Thum implemented a program of buying AK-47 assault rifles from governments in Africa, repurposing them as jewelry and using a portion of the sales revenue to buy more illegal weapons, according to the lawsuit. Each piece of jewelry bears the serial number of the weapon used to make it.
He said he confidentially disclosed his concept and business structure in detail with Mindich at a conference.
Mindich implemented the idea in connection with a gun buyback in Newark, N.J., according to the lawsuit. It says she launched what she called "The Caliber Collection" leading to a proposal to sell bracelets repurposed from weapons in conjunction with MTV that will be promoted at the MTV movie awards this weekend.
"In other words, after having conducted a media tour in the wake of the shootings at Sandy Hook, Mindich secured a national stage for her company to profit through The Caliber Collection, a venture that is premised upon the lie that she, as opposed to Thum, was the first to implement a program of repurposing illegal firearms as jewelry," the lawsuit stated.
Mindich's attorney declined to comment, saying he hadn't seen the lawsuit.
In the charity world, success is tied to being the first to implement a program designed to solve a social problem, the lawsuit says.
"It is crucial that one be the first," said Judd Burstein, Thum's attorney. "That's who people want to work with, the person who had the idea, the person who came up with the concept. And that's what she's stolen from him."
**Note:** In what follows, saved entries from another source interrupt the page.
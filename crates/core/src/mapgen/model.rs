//! Maze cell and grid models.
//!
//! The grid is a flat arena indexed by `y * width + x`. It serializes as an
//! array of rows so snapshots keep the row-major shape peers exchange.

use serde::{Deserialize, Serialize};

use crate::error::MazeError;
use crate::types::{Direction, Pos};

use super::grid::{cell_index, in_bounds, neighbor_index};

#[derive(Clone, Copy, Debug, PartialEq, Eq, Hash, Serialize, Deserialize)]
pub struct Walls {
    pub top: bool,
    pub right: bool,
    pub bottom: bool,
    pub left: bool,
}

impl Walls {
    pub const CLOSED: Walls = Walls { top: true, right: true, bottom: true, left: true };

    pub fn has(&self, direction: Direction) -> bool {
        match direction {
            Direction::Up => self.top,
            Direction::Right => self.right,
            Direction::Down => self.bottom,
            Direction::Left => self.left,
        }
    }

    pub(crate) fn open(&mut self, direction: Direction) {
        match direction {
            Direction::Up => self.top = false,
            Direction::Right => self.right = false,
            Direction::Down => self.bottom = false,
            Direction::Left => self.left = false,
        }
    }

    pub fn open_count(&self) -> usize {
        Direction::ALL.into_iter().filter(|direction| !self.has(*direction)).count()
    }
}

#[derive(Clone, Copy, Debug, PartialEq, Eq, Hash, Serialize, Deserialize)]
#[serde(rename_all = "camelCase")]
pub struct Cell {
    #[serde(flatten)]
    pub pos: Pos,
    pub walls: Walls,
    pub visited: bool,
    #[serde(default)]
    pub is_exit: bool,
}

impl Cell {
    pub(crate) fn closed(pos: Pos) -> Self {
        Self { pos, walls: Walls::CLOSED, visited: false, is_exit: false }
    }
}

#[derive(Clone, Debug, PartialEq, Eq, Serialize, Deserialize)]
#[serde(into = "Vec<Vec<Cell>>", try_from = "Vec<Vec<Cell>>")]
pub struct Maze {
    width: usize,
    height: usize,
    cells: Vec<Cell>,
}

impl Maze {
    pub(crate) fn from_cells(width: usize, height: usize, cells: Vec<Cell>) -> Self {
        debug_assert_eq!(cells.len(), width * height);
        Self { width, height, cells }
    }

    pub fn width(&self) -> usize {
        self.width
    }

    pub fn height(&self) -> usize {
        self.height
    }

    pub fn in_bounds(&self, pos: Pos) -> bool {
        in_bounds(self.width, self.height, pos)
    }

    pub fn cell(&self, pos: Pos) -> Option<&Cell> {
        if !self.in_bounds(pos) {
            return None;
        }
        self.cells.get(cell_index(self.width, pos))
    }

    pub fn cells(&self) -> &[Cell] {
        &self.cells
    }

    pub fn rows(&self) -> impl Iterator<Item = &[Cell]> {
        self.cells.chunks(self.width)
    }

    /// True when the side of `pos` facing `direction` is walled, or `pos` is off the grid.
    pub fn has_wall(&self, pos: Pos, direction: Direction) -> bool {
        self.cell(pos).is_none_or(|cell| cell.walls.has(direction))
    }

    pub fn is_exit(&self, pos: Pos) -> bool {
        self.cell(pos).is_some_and(|cell| cell.is_exit)
    }

    pub fn exit(&self) -> Option<Pos> {
        self.cells.iter().find(|cell| cell.is_exit).map(|cell| cell.pos)
    }

    /// Open passages between in-bounds neighbors, each counted once.
    pub fn open_edge_count(&self) -> usize {
        self.cells
            .iter()
            .map(|cell| {
                [Direction::Right, Direction::Down]
                    .into_iter()
                    .filter(|direction| {
                        !cell.walls.has(*direction)
                            && neighbor_index(self.width, self.height, cell.pos, *direction)
                                .is_some()
                    })
                    .count()
            })
            .sum()
    }

    fn check_wall_symmetry(&self) -> Result<(), MazeError> {
        for cell in &self.cells {
            for direction in [Direction::Right, Direction::Down] {
                let Some(index) = neighbor_index(self.width, self.height, cell.pos, direction)
                else {
                    continue;
                };
                let neighbor = &self.cells[index];
                if cell.walls.has(direction) != neighbor.walls.has(direction.opposite()) {
                    return Err(MazeError::AsymmetricWall { a: cell.pos, b: neighbor.pos });
                }
            }
        }
        Ok(())
    }
}

impl From<Maze> for Vec<Vec<Cell>> {
    fn from(maze: Maze) -> Self {
        maze.cells.chunks(maze.width).map(<[Cell]>::to_vec).collect()
    }
}

impl TryFrom<Vec<Vec<Cell>>> for Maze {
    type Error = MazeError;

    fn try_from(rows: Vec<Vec<Cell>>) -> Result<Self, Self::Error> {
        let height = rows.len();
        let width = rows.first().map_or(0, Vec::len);
        if width == 0 || height == 0 {
            return Err(MazeError::EmptyDimensions { width, height });
        }
        if rows.iter().any(|row| row.len() != width) {
            return Err(MazeError::RaggedGrid);
        }

        let mut cells = Vec::with_capacity(width * height);
        for (row_index, row) in rows.into_iter().enumerate() {
            for (column_index, cell) in row.into_iter().enumerate() {
                if cell.pos != Pos::new(column_index as i32, row_index as i32) {
                    return Err(MazeError::CellOutOfPlace {
                        row: row_index,
                        column: column_index,
                        reported: cell.pos,
                    });
                }
                cells.push(cell);
            }
        }

        let exits = cells.iter().filter(|cell| cell.is_exit).count();
        if exits != 1 {
            return Err(MazeError::ExitCount(exits));
        }

        let maze = Self { width, height, cells };
        maze.check_wall_symmetry()?;
        Ok(maze)
    }
}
Mindich admitted in writing that the idea to repurpose illegal firearms as jewelry originated with Thum, according to the lawsuit, which cites an email she wrote saying the seed of the project originated with Thum. Mindich promised to abandon the project, but later launched the Caliber Collection, according to the lawsuit, which does not name MTV as a defendant.
Thum says he'll donate any damages awarded in the case to charities working to reduce gun violence.